WORK TASK:
Please give again, exactly and in full, each line from the one holding "filename src/domain/dto/appointments/request/mod.rs" to the end of the listing.

LISTED ENTRIES:
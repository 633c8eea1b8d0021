//! 예약 도메인 정책 설정
//!
//! ```bash
//! # permissive (기본값): 어떤 상태 문자열이든 그대로 저장
//! # enforced: pending → confirmed → in_progress → completed, cancelled 전이만 허용
//! export BOOKING_STATUS_POLICY="permissive"
//! ```

use super::EnvSource;
use crate::domain::entities::appointments::StatusPolicy;

/// 예약 도메인 설정
#[derive(Debug, Clone)]
pub struct BookingConfig {
    /// 상태 전이 검증 정책
    pub status_policy: StatusPolicy,
}

impl BookingConfig {
    pub(crate) fn from_source(source: &EnvSource<'_>) -> Self {
        let status_policy = match source.get("BOOKING_STATUS_POLICY") {
            Some(value) => StatusPolicy::from_str(&value).unwrap_or_else(|e| {
                log::error!("{}. 기본값 permissive 사용", e);
                StatusPolicy::Permissive
            }),
            None => StatusPolicy::Permissive,
        };

        Self { status_policy }
    }
}
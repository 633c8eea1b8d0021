//! 자격 증명 서비스 구현
//!
//! 비밀번호 해싱(bcrypt)과 HS256 JWT 액세스 토큰의 발급/검증을 담당합니다.
//! 저장소에 의존하지 않는 말단 컴포넌트입니다.

use chrono::{Duration, Utc};
use jsonwebtoken::{decode, encode, DecodingKey, EncodingKey, Header, Validation};
use crate::{
    config::{JwtConfig, PasswordConfig},
    core::errors::{AppError, AppResult, ErrorContext},
    domain::entities::users::UserType,
    domain::models::token::{Identity, IssuedToken, TokenClaims},
};

const BEARER_PREFIX: &str = "Bearer ";

/// 비밀번호 해싱과 JWT 토큰을 담당하는 서비스
///
/// ```rust,ignore
/// let credentials = CredentialService::new(&config.jwt, &config.password);
///
/// let hash = credentials.hash_password("secret1")?;
/// assert!(credentials.verify_password(&hash, "secret1"));
///
/// let token = credentials.issue_token(&user_id, UserType::Client)?;
/// let identity = credentials.validate_token(&token.access_token)?;
/// ```
pub struct CredentialService {
    encoding_key: EncodingKey,
    decoding_key: DecodingKey,
    expiration_hours: i64,
    bcrypt_cost: u32,
}

impl CredentialService {
    pub fn new(jwt: &JwtConfig, password: &PasswordConfig) -> Self {
        Self {
            encoding_key: EncodingKey::from_secret(jwt.secret.as_bytes()),
            decoding_key: DecodingKey::from_secret(jwt.secret.as_bytes()),
            expiration_hours: jwt.expiration_hours,
            bcrypt_cost: password.bcrypt_cost,
        }
    }

    /// 설정된 cost로 비밀번호를 해싱합니다.
    pub fn hash_password(&self, password: &str) -> AppResult<String> {
        bcrypt::hash(password, self.bcrypt_cost).context("비밀번호 해싱 실패")
    }

    /// 비밀번호가 해시와 일치하는지 확인합니다.
    ///
    /// 해시 형식이 잘못된 경우도 불일치로 취급합니다.
    pub fn verify_password(&self, hash: &str, password: &str) -> bool {
        bcrypt::verify(password, hash).unwrap_or_else(|e| {
            log::warn!("비밀번호 검증 실패 (해시 형식 오류): {}", e);
            false
        })
    }

    /// 사용자에게 액세스 토큰을 발급합니다.
    pub fn issue_token(&self, user_id: &str, user_type: UserType) -> AppResult<IssuedToken> {
        let now = Utc::now();
        let expiration = now + Duration::hours(self.expiration_hours);

        let claims = TokenClaims {
            sub: user_id.to_string(),
            user_type,
            iat: now.timestamp(),
            exp: expiration.timestamp(),
        };

        let access_token = encode(&Header::default(), &claims, &self.encoding_key)
            .context("JWT 토큰 생성 실패")?;

        Ok(IssuedToken {
            access_token,
            token_type: "Bearer".to_string(),
            expires_in: self.expiration_hours * 3600,
        })
    }

    /// 토큰의 서명과 만료 시간을 검증하고 호출자 신원을 반환합니다.
    pub fn validate_token(&self, token: &str) -> AppResult<Identity> {
        let mut validation = Validation::default();
        validation.leeway = 0;

        decode::<TokenClaims>(token, &self.decoding_key, &validation)
            .map(|token_data| Identity::from(token_data.claims))
            .map_err(|e| match e.kind() {
                jsonwebtoken::errors::ErrorKind::ExpiredSignature => {
                    AppError::AuthenticationError("토큰이 만료되었습니다".to_string())
                },
                _ => AppError::AuthenticationError("유효하지 않은 토큰입니다".to_string()),
            })
    }

    /// `Authorization` 헤더 값에서 Bearer 토큰을 추출합니다.
    pub fn extract_bearer_token<'a>(&self, auth_header: &'a str) -> AppResult<&'a str> {
        auth_header
            .strip_prefix(BEARER_PREFIX)
            .map(str::trim)
            .filter(|token| !token.is_empty())
            .ok_or_else(|| AppError::AuthenticationError("유효하지 않은 인증 헤더 형식입니다".to_string()))
    }
}
//! AuthMiddleware 인증 로직의 핵심적인 기능
use std::rc::Rc;
use actix_web::body::EitherBody;
use actix_web::dev::{forward_ready, Service, ServiceRequest, ServiceResponse};
use actix_web::{Error, HttpMessage, ResponseError};
use futures_util::future::LocalBoxFuture;
use crate::core::errors::AppError;
use crate::core::registry::ServiceLocator;
use crate::domain::models::auth::{AuthenticatedUser, RequiredRole};
use crate::services::auth::CredentialService;

/// 실제 인증 로직을 수행하는 서비스
pub struct AuthMiddlewareService<S> {
    pub service: Rc<S>,
    pub required_role: Option<RequiredRole>,
}

impl<S, B> Service<ServiceRequest> for AuthMiddlewareService<S>
where
    S: Service<ServiceRequest, Response = ServiceResponse<B>, Error = Error> + 'static,
    S::Future: 'static,
    B: 'static,
{
    type Response = ServiceResponse<EitherBody<B>>;
    type Error = Error;
    type Future = LocalBoxFuture<'static, actix_web::Result<Self::Response, Self::Error>>;

    forward_ready!(service);

    fn call(&self, req: ServiceRequest) -> Self::Future {
        let service = self.service.clone();
        let required_role = self.required_role.clone();

        Box::pin(async move {
            let user = match authenticate(&req) {
                Ok(user) => user,
                Err(err) => {
                    log::warn!("인증 실패: {} {} - {}", req.method(), req.path(), err);
                    let response = err.error_response();
                    let (req, _) = req.into_parts();
                    return Ok(ServiceResponse::new(req, response).map_into_right_body());
                },
            };

            if let Some(ref required) = required_role {
                if !required.is_satisfied(&user.user_type) {
                    log::warn!(
                        "권한 부족: 사용자 ID {} ({}), 필요 권한: {:?}",
                        user.user_id, user.user_type, required
                    );
                    let response = AppError::AuthorizationError("접근 권한이 부족합니다".to_string())
                        .error_response();
                    let (req, _) = req.into_parts();
                    return Ok(ServiceResponse::new(req, response).map_into_right_body());
                }
            }

            log::debug!("인증 성공: 사용자 ID {}", user.user_id);
            req.extensions_mut().insert(user);

            let res = service.call(req).await?;
            Ok(res.map_into_left_body())
        })
    }
}

/// `Authorization` 헤더의 Bearer 토큰을 검증하여 호출자를 확인합니다.
fn authenticate(req: &ServiceRequest) -> Result<AuthenticatedUser, AppError> {
    let credentials = ServiceLocator::try_get::<CredentialService>()
        .ok_or_else(|| AppError::InternalError("CredentialService가 등록되지 않았습니다".to_string()))?;

    let auth_header = req.headers()
        .get("Authorization")
        .and_then(|h| h.to_str().ok())
        .ok_or_else(|| AppError::AuthenticationError("Authorization 헤더가 없습니다".to_string()))?;

    let token = credentials.extract_bearer_token(auth_header)?;
    let identity = credentials.validate_token(token)?;

    Ok(AuthenticatedUser::from(identity))
}
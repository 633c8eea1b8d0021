//! 서비스 제공자 프로필 서비스

use std::sync::Arc;
use mongodb::bson::DateTime;
use crate::{
    core::errors::{AppError, AppResult},
    domain::{
        dto::users::{request::ProviderProfileRequest, response::ProviderProfileResponse},
        entities::users::{ProviderProfile, User},
    },
    repositories::stores::UserDirectory,
};

fn profile_response(user: User) -> AppResult<ProviderProfileResponse> {
    let user_id = user.id_string().unwrap_or_default();
    let profile = user
        .provider_profile
        .ok_or_else(|| AppError::NotFound("서비스 제공자 프로필이 없습니다".to_string()))?;

    Ok(ProviderProfileResponse::from_profile(user_id, &user.name, profile))
}

/// 서비스 제공자 프로필의 생성, 조회, 검증 플래그 관리
pub struct ProfileService {
    users: Arc<dyn UserDirectory>,
}

impl ProfileService {
    pub fn new(users: Arc<dyn UserDirectory>) -> Self {
        Self { users }
    }

    async fn find_provider(&self, user_id: &str) -> AppResult<User> {
        let user = self.users
            .find_by_id(user_id)
            .await?
            .ok_or_else(|| AppError::NotFound("사용자를 찾을 수 없습니다".to_string()))?;

        if !user.is_provider() {
            return Err(AppError::AuthorizationError("서비스 제공자만 프로필을 가질 수 있습니다".to_string()));
        }

        Ok(user)
    }

    /// 서비스 제공자가 자신의 프로필을 생성하거나 교체합니다.
    ///
    /// 검증 플래그는 요청에서 받지 않으며 기존 값이 유지됩니다.
    /// 처음 만드는 프로필은 검증되지 않은 상태입니다.
    pub async fn save_profile(&self, provider_id: &str, request: ProviderProfileRequest) -> AppResult<ProviderProfileResponse> {
        let user = self.find_provider(provider_id).await?;
        let is_verified = user.provider_profile.as_ref().is_some_and(|profile| profile.is_verified);

        let profile = ProviderProfile {
            description: request.description.trim().to_string(),
            hourly_rate: request.hourly_rate,
            service_radius_km: request.service_radius_km,
            is_verified,
            latitude: request.latitude,
            longitude: request.longitude,
            address: request.address.trim().to_string(),
            services: request
                .services
                .into_iter()
                .map(|service| service.trim().to_string())
                .filter(|service| !service.is_empty())
                .collect(),
            working_hours: request.working_hours,
            updated_at: DateTime::now(),
        };

        let updated = self.users
            .save_provider_profile(provider_id, profile)
            .await?
            .ok_or_else(|| AppError::NotFound("사용자를 찾을 수 없습니다".to_string()))?;

        log::info!("서비스 제공자 프로필 저장: {}", provider_id);

        profile_response(updated)
    }

    pub async fn get_profile(&self, user_id: &str) -> AppResult<ProviderProfileResponse> {
        let user = self.users
            .find_by_id(user_id)
            .await?
            .ok_or_else(|| AppError::NotFound("사용자를 찾을 수 없습니다".to_string()))?;

        profile_response(user)
    }

    /// 관리자가 서비스 제공자의 검증 플래그를 변경합니다.
    ///
    /// 대상은 프로필을 가진 서비스 제공자여야 합니다.
    pub async fn set_verification(&self, user_id: &str, is_verified: bool) -> AppResult<ProviderProfileResponse> {
        let user = self.users
            .find_by_id(user_id)
            .await?
            .ok_or_else(|| AppError::NotFound("사용자를 찾을 수 없습니다".to_string()))?;

        if !user.is_provider() {
            return Err(AppError::ValidationError("서비스 제공자가 아닌 사용자입니다".to_string()));
        }

        let mut profile = user
            .provider_profile
            .ok_or_else(|| AppError::NotFound("서비스 제공자 프로필이 없습니다".to_string()))?;
        profile.is_verified = is_verified;
        profile.updated_at = DateTime::now();

        let updated = self.users
            .save_provider_profile(user_id, profile)
            .await?
            .ok_or_else(|| AppError::NotFound("사용자를 찾을 수 없습니다".to_string()))?;

        log::warn!("서비스 제공자 검증 상태 변경: {} → {}", user_id, is_verified);

        profile_response(updated)
    }
}

#[cfg(test)]
mod tests {
    use super::*;
    use crate::domain::entities::users::UserType;
    use crate::repositories::memory::InMemoryStore;

    async fn setup(user_type: UserType) -> (ProfileService, String) {
        let store = Arc::new(InMemoryStore::new());
        let user = User::new("p@example.com".to_string(), "hash".to_string(), "Joana".to_string(), String::new(), user_type);
        let id = store.create(user).await.unwrap().id_string().unwrap();
        (ProfileService::new(store), id)
    }

    fn request(description: &str) -> ProviderProfileRequest {
        serde_json::from_value(serde_json::json!({
            "description": description,
            "hourly_rate": 80.0,
            "services": ["cleaning", "  ", " ironing "],
        }))
        .unwrap()
    }

    #[actix_web::test]
    async fn test_first_profile_is_unverified() {
        let (profiles, id) = setup(UserType::Provider).await;

        let saved = profiles.save_profile(&id, request("Diarista")).await.unwrap();

        assert_eq!(saved.user_id, id);
        assert_eq!(saved.name, "Joana");
        assert!(!saved.is_verified);
        assert_eq!(saved.services, vec!["cleaning", "ironing"]);
    }

    #[actix_web::test]
    async fn test_resave_preserves_verification() {
        let (profiles, id) = setup(UserType::Provider).await;
        profiles.save_profile(&id, request("Diarista")).await.unwrap();
        profiles.set_verification(&id, true).await.unwrap();

        let saved = profiles.save_profile(&id, request("Diarista e passadeira")).await.unwrap();

        assert!(saved.is_verified);
        assert_eq!(saved.description, "Diarista e passadeira");
    }

    #[actix_web::test]
    async fn test_non_provider_cannot_save_profile() {
        let (profiles, id) = setup(UserType::Client).await;

        let result = profiles.save_profile(&id, request("x")).await;
        assert!(matches!(result, Err(AppError::AuthorizationError(_))));
    }

    #[actix_web::test]
    async fn test_get_profile_not_found_cases() {
        let (profiles, id) = setup(UserType::Provider).await;

        assert!(matches!(profiles.get_profile(&id).await, Err(AppError::NotFound(_))));
        assert!(matches!(profiles.get_profile("unknown").await, Err(AppError::NotFound(_))));

        profiles.save_profile(&id, request("Diarista")).await.unwrap();
        assert_eq!(profiles.get_profile(&id).await.unwrap().description, "Diarista");
    }

    #[actix_web::test]
    async fn test_set_verification_requires_provider_with_profile() {
        let (profiles, id) = setup(UserType::Provider).await;
        assert!(matches!(profiles.set_verification(&id, true).await, Err(AppError::NotFound(_))));

        let (client_profiles, client_id) = setup(UserType::Client).await;
        assert!(matches!(
            client_profiles.set_verification(&client_id, true).await,
            Err(AppError::ValidationError(_))
        ));

        profiles.save_profile(&id, request("Diarista")).await.unwrap();
        assert!(profiles.set_verification(&id, true).await.unwrap().is_verified);
        assert!(!profiles.set_verification(&id, false).await.unwrap().is_verified);
    }
}
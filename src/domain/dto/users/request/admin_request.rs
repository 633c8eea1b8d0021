use serde::Deserialize;

/// 관리자의 서비스 제공자 검증 플래그 변경 요청
#[derive(Debug, Deserialize)]
pub struct SetVerificationRequest {
    pub is_verified: bool,
}

/// 관리자의 계정 활성화/비활성화 요청
#[derive(Debug, Deserialize)]
pub struct SetActiveRequest {
    pub is_active: bool,
}
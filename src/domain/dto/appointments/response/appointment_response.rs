use serde::{Deserialize, Serialize};
use crate::domain::dto::users::response::user_response::to_rfc3339;
use crate::domain::entities::appointments::Appointment;
use crate::utils::date_utils::format_calendar_date;

/// 예약 응답
///
/// 참여자는 ID로만 표현됩니다. 이름 등 표시 정보가 필요하면 호출자가 조회합니다.
#[derive(Debug, Clone, Serialize, Deserialize)]
pub struct AppointmentResponse {
    pub id: String,
    pub client_id: String,
    pub provider_id: String,
    pub service: String,
    /// `YYYY-MM-DD`
    pub date: String,
    pub time: String,
    pub status: String,
    pub notes: String,
    pub price: f64,
    pub duration_minutes: i32,
    pub location: String,
    pub latitude: f64,
    pub longitude: f64,
    pub created_at: String,
    pub updated_at: String,
}

impl From<Appointment> for AppointmentResponse {
    fn from(appointment: Appointment) -> Self {
        Self {
            id: appointment.id_string().unwrap_or_default(),
            client_id: appointment.client_id,
            provider_id: appointment.provider_id,
            service: appointment.service,
            date: format_calendar_date(appointment.date),
            time: appointment.time,
            status: appointment.status.into(),
            notes: appointment.notes,
            price: appointment.price,
            duration_minutes: appointment.duration_minutes,
            location: appointment.location,
            latitude: appointment.latitude,
            longitude: appointment.longitude,
            created_at: to_rfc3339(appointment.created_at),
            updated_at: to_rfc3339(appointment.updated_at),
        }
    }
}
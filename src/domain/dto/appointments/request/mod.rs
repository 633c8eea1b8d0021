pub mod appointment_request;

pub use appointment_request::{
    AppointmentListQuery, AvailableProvidersQuery, CreateAppointmentRequest, UpdateStatusRequest,
};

TASK ANSWER:
filename src/domain/dto/appointments/request/mod.rs
repository 633c8eea1b8d0021
pub mod appointment_request;

pub use appointment_request::{
    AppointmentListQuery, AvailableProvidersQuery, CreateAppointmentRequest, UpdateStatusRequest,
};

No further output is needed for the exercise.